Monday, August 15, 2022

World Bank approves $825-million loan for Pakistan infrastructure


KARACHI: The World Bank has granted Pakistan an $825-million loan to upgrade the energy and public finance sectors in a country that has long struggled with chronic power shortages and poor fiscal management.

Just over half the loan — approximately $425 million — would be used to modernise the national grid under National Transmission Modernization Project-I (NTMP-I), the World Bank said Wednesday, to enable new power generation to reach consumers by upgrading, expanding, and rehabilitating selected 500kV and 220kV substations and transmission lines.

The government has had some success in generating more electric power to ease a years-long energy crisis but its distribution has been hampered by poor transmission.

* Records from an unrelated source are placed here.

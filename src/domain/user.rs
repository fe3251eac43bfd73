use serde::Serialize;

use crate::domain::error::ValidationError;
use crate::domain::todo::Todo;

/// Unique identifier for a user.
pub type UserId = i64;

/// A persisted user record.
#[derive(Debug, Clone, Serialize, PartialEq, Eq)]
pub struct User {
    /// Database-assigned identifier.
    pub id: UserId,
    /// Unique email address (case-sensitive, exact match on lookup).
    pub email: String,
    /// Placeholder-transformed password. Kept out of serialized output.
    #[serde(skip_serializing)]
    pub hashed_password: String,
}

/// A user together with the todos they own.
///
/// Produced by an explicit follow-up query on `author_id`; users and todos
/// hold no in-memory back-references to each other.
#[derive(Debug, Clone, Serialize)]
pub struct UserWithTodos {
    #[serde(flatten)]
    pub user: User,
    pub todos: Vec<Todo>,
}

/// Validated input for creating a user.
///
/// Constructed via [`NewUser::new`], so a value of this type is known to be
/// well-formed before it reaches a repository.
#[derive(Debug, Clone)]
pub struct NewUser {
    email: String,
    password: String,
}

impl NewUser {
    pub fn new(
        email: impl Into<String>,
        password: impl Into<String>,
    ) -> Result<Self, ValidationError> {
        let email = email.into();
        let password = password.into();
        if email.trim().is_empty() || !email.contains('@') {
            return Err(ValidationError::InvalidEmail(email));
        }
        if password.is_empty() {
            return Err(ValidationError::EmptyPassword);
        }
        Ok(Self { email, password })
    }

    pub fn email(&self) -> &str {
        &self.email
    }

    /// Placeholder transform standing in for a real password hash.
    pub fn hashed_password(&self) -> String {
        format!("{}notreallyhashed", self.password)
    }
}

Prime Minister Shahid Khaqan Abbasi said recently that 10,000 megawatts had been added to the national system, with another 10,000 megawatts available in the next two years.

“With a substantial volume of [the] new generation now coming online, the strengthening of the transmission and distribution systems is critical,” Illango Patchamutu — the country manager for the World Bank — said in a statement.

“The improved power supply will help meet the unserved demand from consumers and reduce the number and duration of power outages,” he added.

The NTMP-I will improve supply reliability and lower the losses in the transmission network.

The project will also modernize the information and communication technology infrastructure and strengthen the financial and accounting systems of the National Transmission and Dispatch Company using information technology.

This, in turn, will result in more efficient operation and business decision-making processes, higher productivity, and upgraded staff skills.

The NTMP is financed by the International Bank for Reconstruction and Development (IBRD) — a part of the World Bank Group that lends to credit-worthy low- and middle-income countries.

It is a fixed-spread loan with a maturity of 21 years, including a 6-year grace period.

However, public financial management inefficiencies contribute to Pakistan’s weak performance in health and education sector, and, despite a substantial increase, the financial resources fail to reach clinics and schools on time.


The remaining $400 million was allocated — under the Public Financial Management (PFM) reform program — to improve the management of public finances and, thus, assist the delivery of much-needed health and education services.

This will address the aforementioned challenges through the enactment of a robust public-finance management law, leading to the decentralization of payments and empower the front-line service delivery managers.

“The public financial management challenges undermine the delivery of health and education services to the population”, said Patchamutu.

“The new program will support the government to strengthen their public financial management and make it more transparent and accountable by introducing new aspects [such as] social audit of public expenditures by beneficiaries.”

The program will also focus on strong cash management, timely and comprehensive reporting, improved federal-provincial coordination, timely release of funds, streamlined payroll and pension systems, efficient and transparent procurement, and user-friendly reports for citizen engagement.

The PFM reform program is financed by the International Development Association — the World Bank’s fund for the poor — with a 25-year maturity, including a 5-year grace period.

Economy, at present

Pakistani economists are wary of the country’s hefty fiscal deficit of around four percent of the gross domestic product (GDP).

The nation’s economy grew 5.3 percent in the fiscal year up to June 2017 and the government has set a growth target of around six percent for the current year.

A record trade deficit of $15 billion for the first four months of the current financial year has also caused jitters about a potential balance of payments crisis.

The value of the rupee has fallen by roughly five percent in recent weeks against US dollar.